(Stored items)
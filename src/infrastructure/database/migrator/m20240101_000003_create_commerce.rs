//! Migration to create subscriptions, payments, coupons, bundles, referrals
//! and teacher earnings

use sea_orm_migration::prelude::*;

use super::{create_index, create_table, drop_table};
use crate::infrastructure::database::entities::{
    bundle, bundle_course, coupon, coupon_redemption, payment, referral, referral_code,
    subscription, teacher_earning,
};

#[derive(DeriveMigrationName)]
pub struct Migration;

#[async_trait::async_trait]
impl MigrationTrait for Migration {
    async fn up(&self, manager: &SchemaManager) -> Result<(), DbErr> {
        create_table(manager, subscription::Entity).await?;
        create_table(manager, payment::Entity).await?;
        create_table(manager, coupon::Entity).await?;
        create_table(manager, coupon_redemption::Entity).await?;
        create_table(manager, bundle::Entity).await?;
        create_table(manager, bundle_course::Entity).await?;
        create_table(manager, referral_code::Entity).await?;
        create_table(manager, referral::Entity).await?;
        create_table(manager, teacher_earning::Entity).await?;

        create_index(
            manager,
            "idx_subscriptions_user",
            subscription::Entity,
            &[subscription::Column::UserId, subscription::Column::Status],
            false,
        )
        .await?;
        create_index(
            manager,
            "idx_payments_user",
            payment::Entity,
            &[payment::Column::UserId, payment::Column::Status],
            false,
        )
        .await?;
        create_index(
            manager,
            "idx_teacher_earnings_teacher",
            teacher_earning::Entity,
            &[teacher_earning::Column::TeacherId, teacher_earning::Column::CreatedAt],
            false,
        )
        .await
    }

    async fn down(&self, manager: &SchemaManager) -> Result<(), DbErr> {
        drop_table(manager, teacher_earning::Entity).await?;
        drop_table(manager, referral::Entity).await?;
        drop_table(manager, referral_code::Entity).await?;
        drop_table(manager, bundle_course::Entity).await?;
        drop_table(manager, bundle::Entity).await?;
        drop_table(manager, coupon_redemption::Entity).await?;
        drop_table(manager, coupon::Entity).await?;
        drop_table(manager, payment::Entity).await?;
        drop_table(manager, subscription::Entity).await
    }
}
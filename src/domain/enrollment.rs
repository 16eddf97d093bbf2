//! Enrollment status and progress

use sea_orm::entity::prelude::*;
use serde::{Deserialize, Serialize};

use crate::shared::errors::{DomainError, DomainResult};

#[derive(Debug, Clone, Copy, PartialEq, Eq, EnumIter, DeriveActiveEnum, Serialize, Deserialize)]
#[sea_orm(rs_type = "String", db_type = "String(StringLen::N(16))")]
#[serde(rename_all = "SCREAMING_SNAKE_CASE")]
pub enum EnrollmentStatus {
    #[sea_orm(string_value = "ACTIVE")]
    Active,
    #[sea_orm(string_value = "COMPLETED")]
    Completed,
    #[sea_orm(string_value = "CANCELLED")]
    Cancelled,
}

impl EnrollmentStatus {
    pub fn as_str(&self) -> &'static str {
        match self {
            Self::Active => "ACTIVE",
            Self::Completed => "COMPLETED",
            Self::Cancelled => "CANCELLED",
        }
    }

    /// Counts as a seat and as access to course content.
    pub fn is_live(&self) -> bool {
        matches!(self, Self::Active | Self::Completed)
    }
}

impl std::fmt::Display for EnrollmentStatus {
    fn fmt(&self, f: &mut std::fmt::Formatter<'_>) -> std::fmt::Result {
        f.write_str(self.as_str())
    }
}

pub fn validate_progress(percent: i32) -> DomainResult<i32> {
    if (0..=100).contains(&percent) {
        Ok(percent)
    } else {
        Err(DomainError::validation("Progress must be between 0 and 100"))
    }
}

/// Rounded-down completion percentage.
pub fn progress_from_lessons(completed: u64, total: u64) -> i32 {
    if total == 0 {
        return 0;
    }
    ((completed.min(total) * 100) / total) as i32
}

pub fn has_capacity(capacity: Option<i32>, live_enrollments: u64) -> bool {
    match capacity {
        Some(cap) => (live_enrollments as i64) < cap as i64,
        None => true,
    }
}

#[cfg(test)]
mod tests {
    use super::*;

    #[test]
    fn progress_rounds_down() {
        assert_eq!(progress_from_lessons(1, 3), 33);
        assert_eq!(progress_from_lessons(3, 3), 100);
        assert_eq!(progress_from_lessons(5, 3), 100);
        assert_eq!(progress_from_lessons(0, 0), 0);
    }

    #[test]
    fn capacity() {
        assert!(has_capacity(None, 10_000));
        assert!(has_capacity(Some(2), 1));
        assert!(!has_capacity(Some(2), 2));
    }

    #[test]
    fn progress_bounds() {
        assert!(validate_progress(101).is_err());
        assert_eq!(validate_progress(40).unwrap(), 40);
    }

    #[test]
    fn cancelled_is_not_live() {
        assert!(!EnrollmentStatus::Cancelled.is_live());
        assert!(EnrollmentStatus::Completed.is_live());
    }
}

...

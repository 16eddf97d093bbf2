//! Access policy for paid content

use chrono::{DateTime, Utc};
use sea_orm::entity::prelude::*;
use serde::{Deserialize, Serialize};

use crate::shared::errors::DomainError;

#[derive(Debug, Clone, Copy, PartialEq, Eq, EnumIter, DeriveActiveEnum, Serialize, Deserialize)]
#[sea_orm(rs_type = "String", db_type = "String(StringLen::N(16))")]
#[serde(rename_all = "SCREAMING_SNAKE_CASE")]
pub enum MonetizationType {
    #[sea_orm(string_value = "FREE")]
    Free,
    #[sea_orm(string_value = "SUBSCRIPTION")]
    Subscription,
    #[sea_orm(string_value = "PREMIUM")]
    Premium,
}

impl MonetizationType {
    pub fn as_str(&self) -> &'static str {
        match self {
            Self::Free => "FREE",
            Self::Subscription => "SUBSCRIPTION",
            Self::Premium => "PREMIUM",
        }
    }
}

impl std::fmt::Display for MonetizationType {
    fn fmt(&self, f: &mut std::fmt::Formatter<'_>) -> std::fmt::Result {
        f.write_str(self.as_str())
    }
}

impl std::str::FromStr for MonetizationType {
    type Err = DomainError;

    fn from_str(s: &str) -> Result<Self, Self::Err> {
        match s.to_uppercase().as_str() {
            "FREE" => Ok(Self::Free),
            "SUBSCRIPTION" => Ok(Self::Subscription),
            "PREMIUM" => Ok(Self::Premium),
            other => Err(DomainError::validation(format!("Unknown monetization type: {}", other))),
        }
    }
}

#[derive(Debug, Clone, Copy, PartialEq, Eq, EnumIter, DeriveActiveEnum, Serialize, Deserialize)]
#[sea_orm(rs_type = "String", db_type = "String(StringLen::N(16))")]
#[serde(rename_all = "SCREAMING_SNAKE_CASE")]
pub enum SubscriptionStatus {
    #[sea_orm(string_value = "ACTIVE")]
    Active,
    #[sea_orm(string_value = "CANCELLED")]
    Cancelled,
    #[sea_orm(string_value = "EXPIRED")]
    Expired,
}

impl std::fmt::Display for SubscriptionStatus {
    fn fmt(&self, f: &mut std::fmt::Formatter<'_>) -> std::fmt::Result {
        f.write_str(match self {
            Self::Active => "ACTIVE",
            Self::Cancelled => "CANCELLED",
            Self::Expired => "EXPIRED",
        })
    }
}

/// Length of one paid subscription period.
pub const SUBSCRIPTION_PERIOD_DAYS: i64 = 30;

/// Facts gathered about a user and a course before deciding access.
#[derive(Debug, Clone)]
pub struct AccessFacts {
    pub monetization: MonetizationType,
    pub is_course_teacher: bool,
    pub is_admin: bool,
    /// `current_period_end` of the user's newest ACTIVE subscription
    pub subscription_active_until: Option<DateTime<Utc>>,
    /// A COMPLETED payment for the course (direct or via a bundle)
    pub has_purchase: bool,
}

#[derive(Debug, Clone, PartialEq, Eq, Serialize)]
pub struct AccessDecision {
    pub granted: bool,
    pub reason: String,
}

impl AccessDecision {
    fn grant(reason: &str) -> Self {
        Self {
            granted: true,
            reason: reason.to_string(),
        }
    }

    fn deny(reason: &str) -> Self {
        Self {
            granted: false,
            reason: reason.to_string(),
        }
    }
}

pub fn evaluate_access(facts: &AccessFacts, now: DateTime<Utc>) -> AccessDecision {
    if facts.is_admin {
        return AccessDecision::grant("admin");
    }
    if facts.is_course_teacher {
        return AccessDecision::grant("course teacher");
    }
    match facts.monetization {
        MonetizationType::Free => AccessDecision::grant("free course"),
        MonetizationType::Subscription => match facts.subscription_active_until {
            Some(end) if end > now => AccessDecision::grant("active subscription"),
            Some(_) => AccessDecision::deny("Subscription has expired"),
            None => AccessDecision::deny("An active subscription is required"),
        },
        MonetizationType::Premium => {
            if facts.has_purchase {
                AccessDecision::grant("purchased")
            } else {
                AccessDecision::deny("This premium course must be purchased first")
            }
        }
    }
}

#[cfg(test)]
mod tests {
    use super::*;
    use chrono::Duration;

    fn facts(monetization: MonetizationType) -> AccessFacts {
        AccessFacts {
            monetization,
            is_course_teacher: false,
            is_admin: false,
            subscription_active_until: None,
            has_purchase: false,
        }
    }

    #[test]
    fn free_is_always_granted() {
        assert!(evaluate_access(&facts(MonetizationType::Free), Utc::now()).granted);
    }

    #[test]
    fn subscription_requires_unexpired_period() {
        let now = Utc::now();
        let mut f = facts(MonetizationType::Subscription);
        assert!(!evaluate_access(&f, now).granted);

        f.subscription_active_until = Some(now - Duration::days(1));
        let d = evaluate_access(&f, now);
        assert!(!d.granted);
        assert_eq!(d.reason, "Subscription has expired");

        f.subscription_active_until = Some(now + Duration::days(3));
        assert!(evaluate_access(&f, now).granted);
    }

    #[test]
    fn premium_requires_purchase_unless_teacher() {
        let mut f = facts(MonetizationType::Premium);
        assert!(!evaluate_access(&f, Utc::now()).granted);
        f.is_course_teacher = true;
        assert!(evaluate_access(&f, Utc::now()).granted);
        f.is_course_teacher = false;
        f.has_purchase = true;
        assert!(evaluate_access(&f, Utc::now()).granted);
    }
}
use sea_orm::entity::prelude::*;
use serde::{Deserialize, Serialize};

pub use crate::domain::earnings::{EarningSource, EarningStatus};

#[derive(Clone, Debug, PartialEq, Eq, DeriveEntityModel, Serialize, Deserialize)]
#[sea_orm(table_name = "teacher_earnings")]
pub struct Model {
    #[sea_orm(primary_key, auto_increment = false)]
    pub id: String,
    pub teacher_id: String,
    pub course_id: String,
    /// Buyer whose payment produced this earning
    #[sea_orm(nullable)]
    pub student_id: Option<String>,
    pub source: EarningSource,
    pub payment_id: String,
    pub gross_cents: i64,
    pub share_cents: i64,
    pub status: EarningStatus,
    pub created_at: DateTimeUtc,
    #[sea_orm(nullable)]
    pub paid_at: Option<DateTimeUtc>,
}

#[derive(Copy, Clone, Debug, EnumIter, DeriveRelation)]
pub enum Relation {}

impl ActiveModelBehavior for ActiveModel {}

...

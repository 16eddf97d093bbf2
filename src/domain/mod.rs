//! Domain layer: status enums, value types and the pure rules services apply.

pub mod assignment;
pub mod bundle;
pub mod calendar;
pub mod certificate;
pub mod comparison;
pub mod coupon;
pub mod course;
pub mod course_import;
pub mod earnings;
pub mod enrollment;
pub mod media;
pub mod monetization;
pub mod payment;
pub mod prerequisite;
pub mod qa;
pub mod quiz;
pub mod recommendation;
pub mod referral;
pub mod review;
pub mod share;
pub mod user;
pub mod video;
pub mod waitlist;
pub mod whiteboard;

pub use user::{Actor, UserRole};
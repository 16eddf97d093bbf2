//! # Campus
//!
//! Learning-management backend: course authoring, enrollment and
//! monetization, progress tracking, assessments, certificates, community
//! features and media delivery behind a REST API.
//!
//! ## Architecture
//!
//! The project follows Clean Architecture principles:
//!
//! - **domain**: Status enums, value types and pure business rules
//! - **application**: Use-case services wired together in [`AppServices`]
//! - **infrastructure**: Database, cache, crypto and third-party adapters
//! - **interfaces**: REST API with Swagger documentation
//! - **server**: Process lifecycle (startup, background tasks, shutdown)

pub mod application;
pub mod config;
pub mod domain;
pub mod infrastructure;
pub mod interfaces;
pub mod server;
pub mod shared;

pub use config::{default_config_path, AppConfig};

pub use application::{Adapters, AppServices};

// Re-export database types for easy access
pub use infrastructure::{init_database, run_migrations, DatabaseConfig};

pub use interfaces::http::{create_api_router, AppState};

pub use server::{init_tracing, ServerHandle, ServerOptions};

## Task item
The required answer is each line of the data in which the word "shared" appears.

## Your response
use crate::shared::errors::{DomainError, DomainResult};
use crate::shared::errors::DomainError;
pub mod shared;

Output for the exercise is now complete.